A boy band dork in a minor role can’t ruin a movie, of course, and even DeHaan and Delevingne not being quite up to the challenge isn’t an insurmountable obstacle — especially in a movie where the draw is about 90% production design and 10% everything else. But even as I wore my “whoa” face for the first two thirds of the film, thanks to series of mind-blowingly bizarre set pieces, I couldn’t help thinking how much more fun this all would’ve been with actors who had some spunk. Valerian has no one approaching a Bruce Willis, and Rihanna’s turn as a shape-shifting space stripper helps you imagine what it would’ve been like if Ruby Rhod had been played by Besson’s first choice, Prince, and it had been a mild disappointment, instead of a defining performance by Chris Tucker.

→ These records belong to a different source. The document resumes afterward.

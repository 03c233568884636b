#[cfg(any(feature = "with-serde", feature = "with-csv"))]
use anyhow::Context;
use anyhow::{Result, bail};

use crate::args::Cli;
use mailyser_lib::{OverallStatus, Report, RequestState, report_lines};

#[cfg_attr(feature = "with-serde", derive(serde::Serialize))]
#[cfg_attr(feature = "with-serde", serde(untagged))]
#[derive(Debug, Clone)]
pub enum OutputRow {
    Report(Box<Report>),
    Rejected { email: String, error: String },
}

impl OutputRow {
    /// Row for the final state of one request.
    pub fn from_state(email: &str, state: &RequestState) -> Self {
        match state {
            RequestState::Succeeded(report) => Self::Report(report.clone()),
            RequestState::Failed { message } => Self::Rejected {
                email: email.to_string(),
                error: message.clone(),
            },
            RequestState::Idle | RequestState::Pending { .. } => Self::Rejected {
                email: email.to_string(),
                error: "check did not complete".to_string(),
            },
        }
    }

    fn failed(&self) -> bool {
        match self {
            Self::Report(report) => report.overall_status == OverallStatus::Fail,
            Self::Rejected { .. } => true,
        }
    }
}

pub fn write_reports(rows: &[OutputRow], cli: &Cli) -> Result<()> {
    match cli.format.as_str() {
        "human" => write_human(rows),
        "json" => write_json(rows, cli),
        "ndjson" => write_ndjson(rows, cli),
        "csv" => write_csv(rows, cli),
        other => bail!("unknown --format '{other}', use: human|json|ndjson|csv"),
    }
}

pub fn any_failed(rows: &[OutputRow]) -> bool {
    rows.iter().any(OutputRow::failed)
}

fn write_human(rows: &[OutputRow]) -> Result<()> {
    for row in rows {
        match row {
            OutputRow::Report(report) => {
                for line in report_lines(report) {
                    println!("{line}");
                }
            }
            OutputRow::Rejected { email, error } => {
                println!("[INVALID] {email} :: {error}");
            }
        }
    }
    Ok(())
}

#[cfg(feature = "with-serde")]
fn write_json(rows: &[OutputRow], cli: &Cli) -> Result<()> {
    let s = serde_json::to_string_pretty(rows)?;
    if let Some(path) = &cli.out {
        write_all_atomically(path, s.as_bytes())?;
    } else {
        println!("{s}");
    }
    Ok(())
}

#[cfg(not(feature = "with-serde"))]
fn write_json(_: &[OutputRow], _: &Cli) -> Result<()> {
    bail!("format=json nécessite la feature 'with-serde'")
}

#[cfg(feature = "with-serde")]
fn write_ndjson(rows: &[OutputRow], cli: &Cli) -> Result<()> {
    if let Some(path) = &cli.out {
        let mut buf = Vec::new();
        for row in rows {
            let line = serde_json::to_string(row)?;
            buf.extend_from_slice(line.as_bytes());
            buf.push(b'\n');
        }
        write_all_atomically(path, &buf)?;
    } else {
        for row in rows {
            println!("{}", serde_json::to_string(row)?);
        }
    }
    Ok(())
}

#[cfg(not(feature = "with-serde"))]
fn write_ndjson(_: &[OutputRow], _: &Cli) -> Result<()> {
    bail!("format=ndjson nécessite la feature 'with-serde'")
}

#[cfg(feature = "with-csv")]
const CSV_HEADER: [&str; 11] = [
    "email",
    "domain",
    "overall_status",
    "spf_status",
    "spf_record",
    "dmarc_status",
    "dmarc_record",
    "dkim_status",
    "dkim_record",
    "issues",
    "error",
];

#[cfg(feature = "with-csv")]
fn write_csv(rows: &[OutputRow], cli: &Cli) -> Result<()> {
    if let Some(path) = &cli.out {
        let mut wtr = csv::Writer::from_writer(Vec::new());
        wtr.write_record(CSV_HEADER)?;
        for row in rows {
            wtr.write_record(csv_record(row))?;
        }
        let data = wtr.into_inner()?;
        write_all_atomically(path, &data)?;
    } else {
        let mut wtr = csv::Writer::from_writer(std::io::stdout());
        wtr.write_record(CSV_HEADER)?;
        for row in rows {
            wtr.write_record(csv_record(row))?;
        }
        wtr.flush()?;
    }
    Ok(())
}

#[cfg(not(feature = "with-csv"))]
fn write_csv(_: &[OutputRow], _: &Cli) -> Result<()> {
    bail!("format=csv nécessite la feature 'with-csv'")
}

#[cfg(feature = "with-csv")]
fn csv_record(row: &OutputRow) -> Vec<String> {
    match row {
        OutputRow::Report(report) => {
            let mut record = vec![
                report.email.clone(),
                report.domain.clone(),
                report.overall_status.as_str().to_string(),
            ];
            let mut issues = Vec::new();
            for evaluation in report.records() {
                record.push(evaluation.status.as_str().to_string());
                record.push(evaluation.record.clone().unwrap_or_default());
                issues.extend(evaluation.issues.iter().cloned());
            }
            record.push(issues.join("|"));
            record.push(String::new());
            record
        }
        OutputRow::Rejected { email, error } => {
            let mut record = vec![email.clone()];
            record.extend(std::iter::repeat_n(String::new(), CSV_HEADER.len() - 2));
            record.push(error.clone());
            record
        }
    }
}

#[cfg(any(feature = "with-serde", feature = "with-csv"))]
fn write_all_atomically(path: &str, bytes: &[u8]) -> Result<()> {
    use std::io::Write;

    let tmp = format!("{path}.tmp");
    {
        let mut f = std::fs::File::create(&tmp)?;
        f.write_all(bytes)?;
        f.sync_all()?;
    }
    std::fs::rename(&tmp, path).with_context(|| format!("rename {tmp} -> {path}"))?;
    Ok(())
}

#[cfg(all(test, feature = "with-csv"))]
mod tests {
    use super::*;

    #[test]
    fn rejected_row_fills_every_csv_column() {
        let row = OutputRow::Rejected {
            email: "nobody".to_string(),
            error: "missing '@'".to_string(),
        };
        let record = csv_record(&row);
        assert_eq!(record.len(), CSV_HEADER.len());
        assert_eq!(record[0], "nobody");
        assert_eq!(record[CSV_HEADER.len() - 1], "missing '@'");
        assert!(record[1..CSV_HEADER.len() - 1].iter().all(String::is_empty));
    }

    #[test]
    fn report_row_lists_statuses_records_and_issues() {
        let report: Report = serde_json::from_value(serde_json::json!({
            "email": "a@example.com",
            "domain": "example.com",
            "overall_status": "warning",
            "spf": {"type": "SPF", "status": "valid", "record": "v=spf1 -all", "issues": [], "recommendations": []},
            "dmarc": {"type": "DMARC", "status": "warning", "record": "v=DMARC1; p=none", "issues": ["policy none"], "recommendations": []},
            "dkim": {"type": "DKIM", "status": "missing", "record": null, "issues": ["no key"], "recommendations": []},
            "timestamp": "2024-01-01T00:00:00Z"
        }))
        .expect("report json");

        let record = csv_record(&OutputRow::Report(Box::new(report)));
        assert_eq!(record.len(), CSV_HEADER.len());
        assert_eq!(
            record,
            [
                "a@example.com",
                "example.com",
                "warning",
                "valid",
                "v=spf1 -all",
                "warning",
                "v=DMARC1; p=none",
                "missing",
                "",
                "policy none|no key",
                "",
            ]
        );
    }
}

All that said, the cast can’t entirely be blamed for Valerian‘s final 20 minutes, which take the hokey broad strokes of The Fifth Element‘s finale (far and away its weakest element) and make them talkier, longer, and more tedious, with a weird Holocaust allusion thrown in for bad measure. Turns out, the best way to wrap up a visually exuberant, two-hour chase sequence is not 20 minutes of breathless dialogue and two false endings. Nor do we especially want to wait for you to resolve the romantic subplot between the two bratty teens.

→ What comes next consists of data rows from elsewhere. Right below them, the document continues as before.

use std::path::PathBuf;

use anyhow::{Result, bail};
use clap::{ArgAction, Parser, Subcommand};
use mailyser_lib::{CheckOptions, DkimStrategy};

#[derive(Parser)]
#[command(name = "mailyser-cli", version)]
pub struct Cli {
    #[command(subcommand)]
    pub cmd: Option<Commands>,

    /// lit des adresses depuis stdin (une par ligne)
    #[arg(long)]
    pub stdin: bool,

    /// write report to file (JSON/NDJSON/CSV selon --format)
    #[arg(long)]
    pub out: Option<String>,

    /// format: human|json|ndjson|csv
    #[arg(long, default_value = "human")]
    pub format: String,

    /// fichier de configuration JSON (CheckOptions), les options CLI priment
    #[arg(long)]
    pub config: Option<PathBuf>,

    /// sélecteur DKIM à interroger (répétable, remplace la liste par défaut)
    #[arg(long = "dkim-selector")]
    pub dkim_selectors: Vec<String>,

    /// ajoute les sélecteurs DKIM courants (selector2, k1, dkim, mail, ...)
    #[arg(long)]
    pub extended_selectors: bool,

    /// interroge les sélecteurs DKIM un par un (arrêt au premier trouvé)
    #[arg(long)]
    pub sequential_dkim: bool,

    /// timeout par requête DNS (ms, 0 = valeur par défaut)
    #[arg(long = "timeout")]
    pub timeout_ms: Option<u64>,

    /// signale un SPF avec plus de N mécanismes include:
    #[arg(long)]
    pub spf_include_limit: Option<usize>,

    /// verbosité des logs sur stderr (-v, -vv, -vvv)
    #[arg(short, long, action = ArgAction::Count)]
    pub verbose: u8,
}

#[derive(Subcommand)]
pub enum Commands {
    /// vérifie SPF/DMARC/DKIM pour le domaine de l'adresse
    Check { email: String },
}

impl Cli {
    pub fn parse() -> Self {
        <Self as Parser>::parse()
    }

    pub fn clap_command() -> clap::Command {
        <Self as clap::CommandFactory>::command()
    }

    pub fn check_options(&self) -> Result<CheckOptions> {
        let mut options = match &self.config {
            Some(path) => load_config(path)?,
            None => CheckOptions::default(),
        };

        if !self.dkim_selectors.is_empty() {
            options = options.replace_dkim_selectors(self.dkim_selectors.iter().cloned());
        }
        if self.extended_selectors {
            options = options.with_extended_selectors();
        }
        if self.sequential_dkim {
            options = options.with_dkim_strategy(DkimStrategy::Sequential);
        }
        if let Some(timeout_ms) = self.timeout_ms {
            options = options.with_timeout_ms(timeout_ms);
        }
        if self.spf_include_limit.is_some() {
            options = options.with_spf_include_limit(self.spf_include_limit);
        }
        Ok(options)
    }
}

#[cfg(feature = "with-serde")]
fn load_config(path: &std::path::Path) -> Result<CheckOptions> {
    use anyhow::Context;

    let raw = std::fs::read_to_string(path)
        .with_context(|| format!("read config {}", path.display()))?;
    let options: CheckOptions = serde_json::from_str(&raw)
        .with_context(|| format!("parse config {}", path.display()))?;
    Ok(options.normalized())
}

#[cfg(not(feature = "with-serde"))]
fn load_config(_: &std::path::Path) -> Result<CheckOptions> {
    bail!("--config nécessite la feature 'with-serde'")
}

pub fn ensure_format(format: &str) -> Result<()> {
    match format {
        "human" | "json" | "ndjson" | "csv" => Ok(()),
        other => bail!("unknown --format '{other}', use: human|json|ndjson|csv"),
    }
}

#[cfg(test)]
mod tests {
    use std::time::Duration;

    use super::*;

    fn cli(args: &[&str]) -> Cli {
        let argv = std::iter::once("mailyser-cli").chain(args.iter().copied());
        Cli::try_parse_from(argv).expect("valid arguments")
    }

    #[test]
    fn dkim_selector_flag_replaces_defaults() {
        let options = cli(&["--dkim-selector", "X", "check", "a@example.com"])
            .check_options()
            .expect("options");
        assert_eq!(options.dkim_selectors(), ["x"]);
    }

    #[test]
    fn flags_without_config_start_from_defaults() {
        let options = cli(&["--sequential-dkim", "--timeout", "250"])
            .check_options()
            .expect("options");
        assert_eq!(options.dkim_selectors(), CheckOptions::default().dkim_selectors());
        assert_eq!(options.dkim_strategy(), DkimStrategy::Sequential);
        assert_eq!(options.timeout(), Duration::from_millis(250));
        assert_eq!(options.spf_include_limit(), None);
    }

    #[cfg(feature = "with-serde")]
    #[test]
    fn flags_override_config_file() {
        use std::io::Write;

        let mut file = tempfile::NamedTempFile::new().expect("temp file");
        write!(
            file,
            r#"{{"dkim_selectors": [" S1. ", "s2"], "timeout_ms": 9000, "dkim_strategy": "sequential", "spf_include_limit": 3}}"#
        )
        .expect("write config");
        let path = file.path().to_str().expect("utf-8 path");

        let from_file = cli(&["--config", path]).check_options().expect("options");
        assert_eq!(from_file.dkim_selectors(), ["s1", "s2"]);
        assert_eq!(from_file.timeout(), Duration::from_millis(9_000));
        assert_eq!(from_file.dkim_strategy(), DkimStrategy::Sequential);
        assert_eq!(from_file.spf_include_limit(), Some(3));

        let merged = cli(&[
            "--config",
            path,
            "--dkim-selector",
            "X",
            "--timeout",
            "100",
            "--spf-include-limit",
            "8",
        ])
        .check_options()
        .expect("options");
        assert_eq!(merged.dkim_selectors(), ["x"]);
        assert_eq!(merged.timeout(), Duration::from_millis(100));
        assert_eq!(merged.spf_include_limit(), Some(8));
        assert_eq!(merged.dkim_strategy(), DkimStrategy::Sequential);
    }

    #[cfg(feature = "with-serde")]
    #[test]
    fn unreadable_config_is_an_error() {
        let dir = tempfile::tempdir().expect("temp dir");
        let missing = dir.path().join("absent.json");
        let path = missing.to_str().expect("utf-8 path");
        assert!(cli(&["--config", path]).check_options().is_err());
    }

    #[test]
    fn rejects_unknown_format() {
        assert!(ensure_format("csv").is_ok());
        assert!(ensure_format("xml").is_err());
    }
}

And so we’re left with a film that’s neither a perfect triumph nor an unhinged, Jupiter Ascending-style disaster, pearl-shitting hedgehogs notwithstanding. Can a movie fulfill expectations and still be a disappointment?
Valerian is the massive-budget, unlimited FX version of The Fifth Element Luc Besson always wanted to make, but also the version that reveals how much of The Fifth Element was a result not just of careful craft and well-laid plans, but also cosmic kismet and personalities coming together just so. Valerian has twice the craft and half the magic.